*** Opening Records provided ***

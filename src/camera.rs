//! Camera track
//!
//! Opens a camera with `nokhwa` on a dedicated thread and keeps the most
//! recent decoded RGB frame available for the 1 Hz sampler and the self view.
//! Disabling the track closes the device stream until it is enabled again.

use crate::media::DeviceError;
use image::RgbImage;
use nokhwa::pixel_format::RgbFormat;
use nokhwa::utils::{CameraIndex, RequestedFormat, RequestedFormatType};
use nokhwa::{Camera, NokhwaError};
use std::sync::atomic::{AtomicBool, Ordering};
use std::sync::{Arc, Mutex};
use std::time::Duration;
use tokio::sync::oneshot;
use tracing::{debug, info, warn};

const DISABLED_POLL: Duration = Duration::from_millis(100);

type LatestFrame = Arc<Mutex<Option<RgbImage>>>;

/// A running camera capture.
pub struct CameraTrack {
    stop: Arc<AtomicBool>,
    enabled: Arc<AtomicBool>,
    latest: LatestFrame,
    name: String,
}

impl CameraTrack {
    /// Open camera `index` and wait for the stream to start.
    pub async fn open(index: u32) -> Result<Self, DeviceError> {
        let stop = Arc::new(AtomicBool::new(false));
        let enabled = Arc::new(AtomicBool::new(true));
        let latest: LatestFrame = Arc::new(Mutex::new(None));
        let (ready_tx, ready_rx) = oneshot::channel();

        let thread_stop = stop.clone();
        let thread_enabled = enabled.clone();
        let thread_latest = latest.clone();
        std::thread::Builder::new()
            .name("camera".to_string())
            .spawn(move || capture_loop(index, thread_stop, thread_enabled, thread_latest, ready_tx))
            .map_err(|e| DeviceError::Camera(e.to_string()))?;

        match ready_rx.await {
            Ok(Ok(name)) => {
                info!("Camera open: {}", name);
                Ok(Self {
                    stop,
                    enabled,
                    latest,
                    name,
                })
            }
            Ok(Err(e)) => Err(DeviceError::Camera(e)),
            Err(_) => Err(DeviceError::Camera("camera thread exited".to_string())),
        }
    }

    pub fn name(&self) -> &str {
        &self.name
    }

    /// Latest frame, or `None` while disabled or before the first frame.
    pub fn latest(&self) -> Option<RgbImage> {
        if !self.enabled.load(Ordering::SeqCst) || self.stop.load(Ordering::SeqCst) {
            return None;
        }
        self.latest.lock().ok().and_then(|frame| frame.clone())
    }

    pub fn set_enabled(&self, enabled: bool) {
        self.enabled.store(enabled, Ordering::SeqCst);
        if !enabled {
            if let Ok(mut frame) = self.latest.lock() {
                frame.take();
            }
        }
    }

    /// Signal the capture thread to release the camera.
    pub fn stop(&mut self) -> Result<(), DeviceError> {
        self.stop.store(true, Ordering::SeqCst);
        let mut frame = self
            .latest
            .lock()
            .map_err(|_| DeviceError::Camera("frame lock poisoned".to_string()))?;
        frame.take();
        Ok(())
    }
}

impl Drop for CameraTrack {
    fn drop(&mut self) {
        self.stop.store(true, Ordering::SeqCst);
    }
}

fn capture_loop(
    index: u32,
    stop: Arc<AtomicBool>,
    enabled: Arc<AtomicBool>,
    latest: LatestFrame,
    ready: oneshot::Sender<Result<String, String>>,
) {
    let requested = RequestedFormat::new::<RgbFormat>(RequestedFormatType::AbsoluteHighestFrameRate);
    let mut camera = match Camera::new(CameraIndex::Index(index), requested) {
        Ok(camera) => camera,
        Err(e) => {
            let _ = ready.send(Err(e.to_string()));
            return;
        }
    };
    if let Err(e) = camera.open_stream() {
        let _ = ready.send(Err(e.to_string()));
        return;
    }
    if ready.send(Ok(camera.info().human_name())).is_err() {
        let _ = camera.stop_stream();
        return;
    }

    let mut streaming = true;
    while !stop.load(Ordering::SeqCst) {
        let wanted = enabled.load(Ordering::SeqCst);
        streaming = sync_stream(&mut camera, streaming, wanted);
        if !streaming || !wanted {
            std::thread::sleep(DISABLED_POLL);
            continue;
        }

        let decoded = match camera.frame() {
            Ok(frame) => match frame.decode_image::<RgbFormat>() {
                Ok(decoded) => decoded,
                Err(e) => {
                    debug!("Camera decode error: {}", e);
                    continue;
                }
            },
            Err(e) => {
                warn!("Camera frame error: {}", e);
                std::thread::sleep(DISABLED_POLL);
                continue;
            }
        };

        let (width, height) = (decoded.width(), decoded.height());
        let Some(rgb) = RgbImage::from_raw(width, height, decoded.into_raw()) else {
            debug!("Camera frame size mismatch");
            continue;
        };
        if let Ok(mut frame) = latest.lock() {
            *frame = Some(rgb);
        }
    }

    if streaming {
        if let Err(e) = camera.stop_stream() {
            debug!("Failed to stop camera stream: {}", e);
        }
    }
    debug!("Camera thread exiting");
}

/// Device stream switch, so a disabled camera releases the sensor.
trait StreamControl {
    fn resume(&mut self) -> Result<(), NokhwaError>;
    fn pause(&mut self) -> Result<(), NokhwaError>;
}

impl StreamControl for Camera {
    fn resume(&mut self) -> Result<(), NokhwaError> {
        self.open_stream()
    }

    fn pause(&mut self) -> Result<(), NokhwaError> {
        self.stop_stream()
    }
}

/// Bring the device stream in line with the enabled flag. Returns whether
/// the stream is open afterwards.
fn sync_stream<S: StreamControl>(camera: &mut S, streaming: bool, wanted: bool) -> bool {
    if streaming == wanted {
        return streaming;
    }
    let result = if wanted { camera.resume() } else { camera.pause() };
    match result {
        Ok(()) => {
            info!("Camera stream {}", if wanted { "resumed" } else { "paused" });
            wanted
        }
        Err(e) => {
            warn!("Failed to {} camera stream: {}", if wanted { "resume" } else { "pause" }, e);
            streaming
        }
    }
}
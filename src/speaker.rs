//! Playback-rate audio output
//!
//! `PulseOutputContext` owns a PulseAudio playback stream on its own thread.
//! The context clock starts when the context is created; units are written so
//! that each begins at its scheduled start time on that clock.

use crate::media::{DeviceError, OutputContext};
use crate::playback::PlaybackUnit;
use libpulse_binding::def::BufferAttr;
use libpulse_binding::sample::{Format, Spec};
use libpulse_binding::stream::Direction;
use libpulse_simple_binding::Simple;
use std::sync::atomic::{AtomicBool, Ordering};
use std::sync::mpsc as std_mpsc;
use std::sync::Arc;
use std::time::{Duration, Instant};
use tracing::{debug, error, info};

const QUEUE_POLL: Duration = Duration::from_millis(50);
/// Server-side playback buffer target
const TARGET_LATENCY: Duration = Duration::from_millis(150);

/// Tracks how far the output stream has been written, in context seconds.
#[derive(Debug, Default)]
pub struct OutputTimeline {
    written_until: f64,
}

impl OutputTimeline {
    /// Seconds of silence to write before `unit` so that it starts on time.
    /// An underrun (written position behind `now`) restarts from `now`.
    pub fn place(&mut self, unit: &PlaybackUnit, now: f64) -> f64 {
        if self.written_until < now {
            self.written_until = now;
        }
        let pad = (unit.start_time - self.written_until).max(0.0);
        self.written_until += pad + unit.duration();
        pad
    }

    pub fn written_until(&self) -> f64 {
        self.written_until
    }
}

/// 24 kHz mono output context backed by PulseAudio.
pub struct PulseOutputContext {
    sample_rate: u32,
    opened: Instant,
    queue: Option<std_mpsc::Sender<PlaybackUnit>>,
    stop: Arc<AtomicBool>,
}

impl PulseOutputContext {
    /// Start the playback thread. Connection failures surface on the first
    /// `play` call once the thread has exited.
    pub fn open(app_name: &str, sample_rate: u32) -> Result<Self, DeviceError> {
        let (tx, rx) = std_mpsc::channel();
        let stop = Arc::new(AtomicBool::new(false));
        let opened = Instant::now();

        let thread_stop = stop.clone();
        let app_name = app_name.to_string();
        std::thread::Builder::new()
            .name("speaker".to_string())
            .spawn(move || playback_loop(app_name, sample_rate, opened, rx, thread_stop))
            .map_err(|e| DeviceError::Output(e.to_string()))?;

        Ok(Self {
            sample_rate,
            opened,
            queue: Some(tx),
            stop,
        })
    }
}

impl OutputContext for PulseOutputContext {
    fn sample_rate(&self) -> u32 {
        self.sample_rate
    }

    fn current_time(&self) -> f64 {
        self.opened.elapsed().as_secs_f64()
    }

    fn play(&mut self, unit: PlaybackUnit) -> Result<(), DeviceError> {
        let Some(queue) = &self.queue else {
            return Err(DeviceError::Released);
        };
        queue
            .send(unit)
            .map_err(|_| DeviceError::Output("playback stream is not running".to_string()))
    }

    fn close(&mut self) -> Result<(), DeviceError> {
        self.stop.store(true, Ordering::SeqCst);
        match self.queue.take() {
            Some(_) => Ok(()),
            None => Err(DeviceError::Released),
        }
    }
}

impl Drop for PulseOutputContext {
    fn drop(&mut self) {
        self.stop.store(true, Ordering::SeqCst);
    }
}

/// Low-latency playback buffering. `prebuf` of zero starts playback on the
/// first write, so a short reply is heard without waiting for a full buffer.
fn playback_buffer_attr(sample_rate: u32) -> BufferAttr {
    let bytes_per_second = sample_rate as u64 * std::mem::size_of::<f32>() as u64;
    let tlength = (bytes_per_second * TARGET_LATENCY.as_millis() as u64 / 1000) as u32;
    BufferAttr {
        maxlength: u32::MAX,
        tlength,
        prebuf: 0,
        minreq: u32::MAX,
        fragsize: u32::MAX,
    }
}

fn samples_to_bytes(samples: &[f32]) -> Vec<u8> {
    samples.iter().flat_map(|s| s.to_le_bytes()).collect()
}

fn playback_loop(
    app_name: String,
    sample_rate: u32,
    opened: Instant,
    queue: std_mpsc::Receiver<PlaybackUnit>,
    stop: Arc<AtomicBool>,
) {
    let spec = Spec {
        format: Format::F32le,
        channels: 1,
        rate: sample_rate,
    };
    let buffer_attr = playback_buffer_attr(sample_rate);
    let simple = match Simple::new(
        None,
        &app_name,
        Direction::Playback,
        None,
        "assistant voice",
        &spec,
        None,
        Some(&buffer_attr),
    ) {
        Ok(simple) => simple,
        Err(e) => {
            error!("Failed to open playback stream: {}", e);
            return;
        }
    };
    info!("Playback stream open at {} Hz", sample_rate);

    let mut timeline = OutputTimeline::default();
    while !stop.load(Ordering::SeqCst) {
        let unit = match queue.recv_timeout(QUEUE_POLL) {
            Ok(unit) => unit,
            Err(std_mpsc::RecvTimeoutError::Timeout) => continue,
            Err(std_mpsc::RecvTimeoutError::Disconnected) => break,
        };

        let pad = timeline.place(&unit, opened.elapsed().as_secs_f64());
        let silence = (pad * sample_rate as f64).round() as usize;
        if silence > 0 {
            if let Err(e) = simple.write(&samples_to_bytes(&vec![0.0; silence])) {
                error!("Playback write failed: {}", e);
                break;
            }
        }
        // blocks while the server buffer is full
        if let Err(e) = simple.write(&samples_to_bytes(&unit.samples)) {
            error!("Playback write failed: {}", e);
            break;
        }
    }

    // discard anything still buffered so audio stops with the session
    if let Err(e) = simple.flush() {
        debug!("Playback flush failed: {}", e);
    }
    debug!("Speaker thread exiting");
}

*** Closing Records provided ***

Task requirements>
Where does "RequestedFormat" appear in the records above? Copy every line that has it.

Your solution>
use nokhwa::utils::{CameraIndex, RequestedFormat, RequestedFormatType};
    let requested = RequestedFormat::new::<RgbFormat>(RequestedFormatType::AbsoluteHighestFrameRate);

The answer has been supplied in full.